Large eddy simulation (LES) is used to investigate the structure of the laminar horseshoe vortex (HV) system and the dynamics of the necklace vortices as they fold around the base of a circular cylinder mounted on the flat bed of an open channel for Reynolds numbers defined with the cylinder diameter D smaller than 4460. The study concentrates on the analysis of the structure of the HV system in the periodic breakaway sub-regime which is characterized by the formation of three main necklace vortices. Over one oscillation cycle of the previously observed breakaway sub-regime the corner vortex and the primary vortex merge (amalgamate) and a developing vortex separates from the incoming laminar boundary layer (BL) to become the new primary vortex.
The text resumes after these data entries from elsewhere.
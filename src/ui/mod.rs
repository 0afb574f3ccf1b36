//! Terminal presentation: board rendering and interactive prompts.

pub mod prompt;
pub mod render;

pub use prompt::{MoveRequest, Placement, Prompter};
pub use render::{render, PIN_SYMBOL};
Results show that while the classical breakaway sub-regime in which one amalgamation event occurs per oscillation cycle is present when the nondimensional displacement thickness of the incoming BL at the location of the cylinder is relatively large (delta*/D > 0.1) a new type of breakaway sub-regime is present for low values of delta*/D. This sub-regime which we call the double-breakaway sub-regime is characterized by the occurrence of two amalgamation events over one full oscillation cycle. LES results show that when the HV system is in one of the breakaway sub-regimes the interactions between the highly coherent necklace vortices and the eddies shed inside the separated shear layers (SSLs) are very strong. For the relatively shallow flow conditions considered in this study (H/D congruent to 1 H is the channel depth) at times the disturbances induced by the legs of the necklace vortices do not allow the SSLs on the two sides of the cylinder to interact in a way that allows the vorticity redistribution mechanism to lead to the formation of a new wake roller. As a result the shedding of large-scale rollers in the turbulent wake is suppressed for relatively large periods of time. Simulation results show that the wake structure changes randomly between time intervals when large-scale rollers are forming and are convected in the wake (von Karman regime) and time intervals when the rollers do not form. When the wake is in the von Karman regime the shedding frequency of the rollers is close to that observed for flow past infinitely long cylinders.